§ **Work required**: Filter the listing down to the lines containing the word "AnalysisResult".

§ **Supplied records**:
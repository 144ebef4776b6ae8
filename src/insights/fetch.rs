use std::collections::HashMap;
use std::panic::{self, AssertUnwindSafe};
use std::sync::mpsc::{self, Receiver, RecvTimeoutError, Sender, TryRecvError};
use std::sync::{Arc, Mutex, PoisonError};
use std::thread;
use std::time::{Duration, Instant};

use tracing::{debug, error, info};

use super::client::ClusterSource;
use super::error::FetchError;
use super::model::{AnalysisContext, AnalysisResult};
use crate::cache::{SessionStore, TtlCache};

pub type FetchOutcome = Result<Arc<AnalysisResult>, FetchError>;

#[derive(Clone, Copy, Debug, Default, PartialEq, Eq)]
pub struct FetchOptions {
    /// Skip the cache read. The fresh result still replaces the cached one.
    pub force: bool,
}

impl FetchOptions {
    pub fn forced() -> Self {
        Self { force: true }
    }
}

#[derive(Default)]
struct PendingSlot {
    outcome: Mutex<Option<FetchOutcome>>,
}

impl PendingSlot {
    fn resolve(&self, outcome: FetchOutcome) {
        *self.outcome.lock().unwrap_or_else(PoisonError::into_inner) = Some(outcome);
    }

    fn peek(&self) -> Option<FetchOutcome> {
        self.outcome
            .lock()
            .unwrap_or_else(PoisonError::into_inner)
            .clone()
    }
}

/// Ticket for one fetch. Every caller that joined the same request holds the
/// same slot and observes the same outcome.
#[derive(Clone)]
pub struct FetchHandle {
    context: AnalysisContext,
    slot: Arc<PendingSlot>,
}

impl FetchHandle {
    fn resolved(context: AnalysisContext, outcome: FetchOutcome) -> Self {
        let slot = PendingSlot::default();
        slot.resolve(outcome);
        Self {
            context,
            slot: Arc::new(slot),
        }
    }

    pub fn context(&self) -> &AnalysisContext {
        &self.context
    }

    pub fn try_result(&self) -> Option<FetchOutcome> {
        self.slot.peek()
    }

    pub fn is_resolved(&self) -> bool {
        self.try_result().is_some()
    }

    pub fn shares_request_with(&self, other: &FetchHandle) -> bool {
        Arc::ptr_eq(&self.slot, &other.slot)
    }
}

struct Completion {
    context: AnalysisContext,
    outcome: Result<AnalysisResult, FetchError>,
}

/// Read-through front for a [`ClusterSource`].
///
/// Owned by the UI thread. Requests run on worker threads and report back
/// over a channel that [`FetchCoordinator::poll`] drains, so the cache and
/// the in-flight table are only touched here.
pub struct FetchCoordinator<S: SessionStore> {
    source: Arc<dyn ClusterSource>,
    cache: TtlCache<AnalysisResult, S>,
    in_flight: HashMap<AnalysisContext, Arc<PendingSlot>>,
    completions_tx: Sender<Completion>,
    completions_rx: Receiver<Completion>,
    requests_issued: u64,
}

impl<S: SessionStore> FetchCoordinator<S> {
    pub fn new(source: Arc<dyn ClusterSource>, cache: TtlCache<AnalysisResult, S>) -> Self {
        let (completions_tx, completions_rx) = mpsc::channel();
        Self {
            source,
            cache,
            in_flight: HashMap::new(),
            completions_tx,
            completions_rx,
            requests_issued: 0,
        }
    }

    pub fn fetch_clusters(&mut self, context: &AnalysisContext, options: FetchOptions) -> FetchHandle {
        if !options.force
            && let Some(cached) = self.cache.get(context.as_str())
        {
            debug!(%context, "serving clusters from cache");
            return FetchHandle::resolved(context.clone(), Ok(cached));
        }

        if let Some(slot) = self.in_flight.get(context) {
            debug!(%context, force = options.force, "joining in-flight cluster request");
            return FetchHandle {
                context: context.clone(),
                slot: Arc::clone(slot),
            };
        }

        let source = Arc::clone(&self.source);
        let completions_tx = self.completions_tx.clone();
        let worker_context = context.clone();
        let spawned = thread::Builder::new()
            .name("cluster-fetch".to_owned())
            .spawn(move || {
                let outcome = panic::catch_unwind(AssertUnwindSafe(|| source.fetch(&worker_context)))
                    .unwrap_or_else(|_| {
                        Err(FetchError::Disconnected {
                            context: worker_context.to_string(),
                        })
                    });
                let _ = completions_tx.send(Completion {
                    context: worker_context,
                    outcome,
                });
            });

        if let Err(spawn_error) = spawned {
            error!(%context, %spawn_error, "could not start fetch worker");
            return FetchHandle::resolved(
                context.clone(),
                Err(FetchError::Network {
                    context: context.to_string(),
                    message: format!("could not start fetch worker: {spawn_error}"),
                }),
            );
        }

        self.requests_issued += 1;
        info!(%context, force = options.force, "fetching clusters");
        let slot = Arc::new(PendingSlot::default());
        self.in_flight.insert(context.clone(), Arc::clone(&slot));
        FetchHandle {
            context: context.clone(),
            slot,
        }
    }

    /// Applies finished requests. Returns how many completed.
    pub fn poll(&mut self) -> usize {
        let mut completed = 0;
        loop {
            match self.completions_rx.try_recv() {
                Ok(completion) => {
                    self.complete(completion);
                    completed += 1;
                }
                Err(TryRecvError::Empty | TryRecvError::Disconnected) => break,
            }
        }
        completed
    }

    /// Blocks the caller until `handle` resolves or `timeout` passes. A timed
    /// out wait leaves the request running.
    pub fn wait_for(&mut self, handle: &FetchHandle, timeout: Duration) -> FetchOutcome {
        let deadline = Instant::now() + timeout;
        loop {
            self.poll();
            if let Some(outcome) = handle.try_result() {
                return outcome;
            }

            let remaining = deadline.saturating_duration_since(Instant::now());
            if remaining.is_zero() {
                return Err(FetchError::Timeout {
                    context: handle.context.to_string(),
                    timeout,
                });
            }

            match self.completions_rx.recv_timeout(remaining) {
                Ok(completion) => self.complete(completion),
                Err(RecvTimeoutError::Timeout) => {}
                Err(RecvTimeoutError::Disconnected) => {
                    return Err(FetchError::Disconnected {
                        context: handle.context.to_string(),
                    });
                }
            }
        }
    }

    fn complete(&mut self, completion: Completion) {
        let Completion { context, outcome } = completion;
        let outcome = match outcome {
            Ok(result) => Ok(self.cache.set(context.as_str(), result)),
            Err(fetch_error) => {
                error!(%context, error = %fetch_error, "cluster fetch failed");
                Err(fetch_error)
            }
        };

        match self.in_flight.remove(&context) {
            Some(slot) => slot.resolve(outcome),
            None => debug!(%context, "completion without waiting callers"),
        }
    }

    pub fn cached(&mut self, context: &AnalysisContext) -> Option<Arc<AnalysisResult>> {
        self.cache.get(context.as_str())
    }

    pub fn invalidate(&mut self, context: &AnalysisContext) {
        self.cache.invalidate(context.as_str());
    }

    pub fn invalidate_all(&mut self) {
        self.cache.invalidate_all();
    }

    pub fn sweep_expired(&mut self) -> usize {
        self.cache.sweep_expired()
    }

    pub fn cache_ttl(&self) -> Duration {
        self.cache.ttl()
    }

    pub fn is_in_flight(&self, context: &AnalysisContext) -> bool {
        self.in_flight.contains_key(context)
    }

    pub fn requests_issued(&self) -> u64 {
        self.requests_issued
    }
}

§ **Expected output**:
use super::model::{AnalysisContext, AnalysisResult};
pub type FetchOutcome = Result<Arc<AnalysisResult>, FetchError>;
    outcome: Result<AnalysisResult, FetchError>,
    cache: TtlCache<AnalysisResult, S>,
    pub fn new(source: Arc<dyn ClusterSource>, cache: TtlCache<AnalysisResult, S>) -> Self {
    pub fn cached(&mut self, context: &AnalysisContext) -> Option<Arc<AnalysisResult>> {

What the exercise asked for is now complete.